> _Task requirements_: Could you write out the listing below again, exactly?

§ §

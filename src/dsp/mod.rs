//! Filter bank DSP
//!
//! Second-order recursive filters for interleaved stereo streams:
//! coefficient design, per-channel history, and the stream filter that ties
//! them together.

pub mod coefficients;
mod filter;
mod state;
mod topology;

pub use coefficients::{CoefficientSet, DirectFormCoefficients, ResonatorCoefficients};
pub use filter::{StereoFilter, STEREO};
pub use state::{DirectFormHistory, FeedbackHistory, StereoState};
pub use topology::FilterTopology;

§ §

> _Exercise solution_:
filename src/dsp/mod.rs
//! Filter bank DSP
//!
//! Second-order recursive filters for interleaved stereo streams:
//! coefficient design, per-channel history, and the stream filter that ties
//! them together.

pub mod coefficients;
mod filter;
mod state;
mod topology;

pub use coefficients::{CoefficientSet, DirectFormCoefficients, ResonatorCoefficients};
pub use filter::{StereoFilter, STEREO};
pub use state::{DirectFormHistory, FeedbackHistory, StereoState};
pub use topology::FilterTopology;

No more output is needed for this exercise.